Check if your products can be data resident. Go to admin.atlassian.com > Security > Data residency.
This feature is available for Jira Software, Jira Service Management, Jira Product Discovery, and Confluence with Enterprise, Premium and Standard plans. It’s also available for Jira Work Management with Standard plans.
Data residency gives you control over where your in-scope product data for Jira Software, Jira Service Management, Jira Work Management, Jira Product Discovery, and Confluence is hosted. It allows you to choose whether it’s globally distributed or held in place in a defined geographic location, such as Europe or the US.
We're adding Canada to the list of supported locations in phases. You'll see it as a supported location within the next few weeks.
If you work in a regulated industry like finance, government, or healthcare, data residency may be a necessity for operating in a cloud environment. More generally, it can also help you meet company data management requirements.
You can view where your in-scope product data is hosted from your organization administration. You must have organization admin permissions to do this.
To view where your product data is hosted:
Go to admin.atlassian.com. Select your organization if you have more than one.
Select Security > Data residency.
This will open the data residency page for your organization. This page lists the products in your organization, the location of each product, and the AWS regions the location corresponds with. If a product is PINNED to a location, its in-scope data is held in place there.
If data residency is available for your product, you can request to have its in-scope data moved and pinned to a new location. To learn more about this, see Move data to another location.
To protect your data, we create automated Amazon Relational Database Service (RDS) backups daily. When you choose a data residency location, we also store backups of your data in this location. Learn more about how we manage your data
A product’s location is the geographical boundary where its in-scope data is hosted. Each location corresponds with one or more AWS regions, which are physical locations around the world where AWS clusters its data centers. Learn more about AWS infrastructure and the role it plays in our cloud hosting infrastructure.
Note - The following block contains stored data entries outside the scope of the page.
use std::fmt;

use chrono::{DateTime, FixedOffset, NaiveDate};
use serde::{Deserialize, Deserializer, Serialize};

use crate::core::RegionKey;

/// Object carrying a human readable `title` (status, theme).
#[derive(Debug, Clone, Default, PartialEq, Eq, Serialize, Deserialize)]
pub struct Titled {
    #[serde(default)]
    pub title: Option<String>,
}

/// Addressable object an issue is filed against.
#[derive(Debug, Clone, Default, PartialEq, Eq, Serialize, Deserialize)]
pub struct IssueObject {
    #[serde(default)]
    pub name: Option<String>,
}

#[derive(Debug, Clone, Default, PartialEq, Eq, Serialize, Deserialize)]
pub struct CommentMonitor {
    #[serde(default)]
    pub executor_make_answer: Option<String>,
}

#[derive(Debug, Clone, Default, PartialEq, Eq, Serialize, Deserialize)]
pub struct IssueComment {
    #[serde(default)]
    pub monitor: Option<CommentMonitor>,
}

/// One issue as received from the data source. Never mutated after decoding.
#[derive(Debug, Clone, PartialEq, Eq, Serialize, Deserialize)]
pub struct IssueRecord {
    pub id: i64,
    #[serde(default)]
    pub region_id: Option<i64>,
    /// Unix seconds.
    #[serde(default)]
    pub monitor_deadline_at: Option<i64>,
    /// Unix seconds.
    #[serde(default)]
    pub deadline_at: Option<i64>,
    #[serde(default)]
    pub status: Option<Titled>,
    #[serde(default)]
    pub theme: Option<Titled>,
    #[serde(default)]
    pub object: Option<IssueObject>,
    #[serde(default, deserialize_with = "null_as_empty")]
    pub comments: Vec<IssueComment>,
}

impl IssueRecord {
    /// Minimal record, mostly useful for fixtures.
    #[must_use]
    pub fn new(id: i64, region_id: Option<i64>) -> Self {
        Self {
            id,
            region_id,
            monitor_deadline_at: None,
            deadline_at: None,
            status: None,
            theme: None,
            object: None,
            comments: Vec::new(),
        }
    }

    #[must_use]
    pub fn region_key(&self) -> RegionKey {
        RegionKey::from_region_id(self.region_id)
    }

    #[must_use]
    pub fn status_title(&self) -> Option<&str> {
        self.status.as_ref().and_then(|s| s.title.as_deref())
    }

    #[must_use]
    pub fn theme_title(&self) -> Option<&str> {
        self.theme.as_ref().and_then(|t| t.title.as_deref())
    }

    #[must_use]
    pub fn object_name(&self) -> Option<&str> {
        self.object.as_ref().and_then(|o| o.name.as_deref())
    }

    /// First executor answer found in comment order.
    #[must_use]
    pub fn executor(&self) -> Executor {
        self.comments
            .iter()
            .filter_map(|comment| comment.monitor.as_ref())
            .filter_map(|monitor| monitor.executor_make_answer.as_deref())
            .find(|answer| !answer.is_empty())
            .map_or(Executor::Unassigned, |answer| {
                Executor::Named(answer.to_owned())
            })
    }

    #[must_use]
    pub fn monitor_deadline_date(&self, offset: FixedOffset) -> Option<NaiveDate> {
        self.monitor_deadline_at
            .and_then(|ts| unix_seconds_to_date(ts, offset))
    }

    #[must_use]
    pub fn deadline_date(&self, offset: FixedOffset) -> Option<NaiveDate> {
        self.deadline_at
            .and_then(|ts| unix_seconds_to_date(ts, offset))
    }
}

/// Calendar date of a unix timestamp in the given offset. Zero means "unset".
pub(crate) fn unix_seconds_to_date(ts: i64, offset: FixedOffset) -> Option<NaiveDate> {
    if ts == 0 {
        return None;
    }
    DateTime::from_timestamp(ts, 0).map(|utc| utc.with_timezone(&offset).date_naive())
}

/// Person responsible for answering an issue.
#[derive(Debug, Clone, PartialEq, Eq, Serialize, Deserialize)]
#[serde(rename_all = "snake_case")]
pub enum Executor {
    Named(String),
    Unassigned,
}

impl fmt::Display for Executor {
    fn fmt(&self, f: &mut fmt::Formatter<'_>) -> fmt::Result {
        match self {
            Self::Named(name) => f.write_str(name),
            Self::Unassigned => f.write_str("unassigned"),
        }
    }
}

/// Issues whose monitor deadline falls on one calendar day, as delivered on the wire.
#[derive(Debug, Clone, PartialEq, Eq, Serialize, Deserialize)]
pub struct DayBatch {
    /// `YYYY-MM-DD`.
    pub date: String,
    #[serde(default, deserialize_with = "null_as_empty")]
    pub issues: Vec<IssueRecord>,
}

impl DayBatch {
    #[must_use]
    pub fn new(date: impl Into<String>, issues: Vec<IssueRecord>) -> Self {
        Self {
            date: date.into(),
            issues,
        }
    }
}

/// Detail card for a single issue, as shown when an operator opens it.
#[derive(Debug, Clone, PartialEq, Eq, Serialize, Deserialize)]
pub struct IssueDetail {
    pub id: i64,
    pub region: RegionKey,
    pub theme: Option<String>,
    pub status: Option<String>,
    pub address: Option<String>,
    pub executor: Executor,
    pub monitor_date: Option<NaiveDate>,
    pub deadline_date: Option<NaiveDate>,
}

impl IssueDetail {
    #[must_use]
    pub fn from_record(record: &IssueRecord, offset: FixedOffset) -> Self {
        Self {
            id: record.id,
            region: record.region_key(),
            theme: record.theme_title().map(str::to_owned),
            status: record.status_title().map(str::to_owned),
            address: record.object_name().map(str::to_owned),
            executor: record.executor(),
            monitor_date: record.monitor_deadline_date(offset),
            deadline_date: record.deadline_date(offset),
        }
    }
}

fn null_as_empty<'de, D, T>(deserializer: D) -> Result<Vec<T>, D::Error>
where
    D: Deserializer<'de>,
    T: Deserialize<'de>,
{
    Ok(Option::<Vec<T>>::deserialize(deserializer)?.unwrap_or_default())
}

#[cfg(test)]
mod tests {
    use chrono::{FixedOffset, NaiveDate};

    use super::{DayBatch, Executor, IssueDetail, IssueRecord};
    use crate::core::RegionKey;

    fn utc() -> FixedOffset {
        FixedOffset::east_opt(0).expect("offset")
    }

    #[test]
    fn decodes_sparse_and_null_fields() {
        let json = r#"{
            "id": 17,
            "region_id": null,
            "status": {"title": "In progress"},
            "theme": null,
            "comments": null,
            "extra_field": [1, 2, 3]
        }"#;
        let record: IssueRecord = serde_json::from_str(json).expect("decode");
        assert_eq!(record.id, 17);
        assert_eq!(record.region_key(), RegionKey::Unknown);
        assert_eq!(record.status_title(), Some("In progress"));
        assert_eq!(record.theme_title(), None);
        assert!(record.comments.is_empty());
        assert_eq!(record.executor(), Executor::Unassigned);
    }

    #[test]
    fn executor_is_first_comment_with_an_answer() {
        let json = r#"{
            "id": 1,
            "comments": [
                {},
                {"monitor": {}},
                {"monitor": {"executor_make_answer": ""}},
                {"monitor": {"executor_make_answer": "Ivanova"}},
                {"monitor": {"executor_make_answer": "Petrov"}}
            ]
        }"#;
        let record: IssueRecord = serde_json::from_str(json).expect("decode");
        assert_eq!(record.executor(), Executor::Named("Ivanova".to_owned()));
        assert_eq!(Executor::Unassigned.to_string(), "unassigned");
    }

    #[test]
    fn detail_projects_dates_in_offset() {
        let mut record = IssueRecord::new(9, Some(4));
        // 2024-06-01T22:30:00Z
        record.monitor_deadline_at = Some(1_717_281_000);
        record.deadline_at = Some(0);

        let detail = IssueDetail::from_record(&record, utc());
        assert_eq!(detail.monitor_date, NaiveDate::from_ymd_opt(2024, 6, 1));
        assert_eq!(detail.deadline_date, None);

        let moscow = FixedOffset::east_opt(3 * 3600).expect("offset");
        let detail = IssueDetail::from_record(&record, moscow);
        assert_eq!(detail.monitor_date, NaiveDate::from_ymd_opt(2024, 6, 2));
        assert_eq!(detail.region, RegionKey::Id(4));
    }

    #[test]
    fn day_batch_defaults_missing_issues() {
        let batch: DayBatch = serde_json::from_str(r#"{"date": "2024-06-01"}"#).expect("decode");
        assert!(batch.issues.is_empty());
    }
}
The following locations are available for you to select from:
Location | AWS regions |
---|---|
Global | All Atlassian cloud in AWS regions |
Australia | Consists of AWS Sydney region |
Canada | Consists of AWS Canada (Central) region |
EU | Consists of AWS Frankfurt and Dublin regions |
Germany | Consists of AWS Frankfurt region |
Singapore | Consists of AWS Singapore region |
USA | Consists of US East and US West regions |
By default, all products are hosted in the Global location, which includes all of our AWS regions. For these products, we determine where their in-scope data is located. To optimize product performance, we don’t limit data movement for these products, and we move data between AWS regions as needed.
If you require your in-scope product data to stay in a specific location, and data residency is available for your product, you can request to have its in-scope data moved to a location and pinned there. To learn more about this, see Move data to another location
This table lists in-scope product data types that can be pinned, and out-of-scope product data that can’t. For definitions on these data types see the glossary.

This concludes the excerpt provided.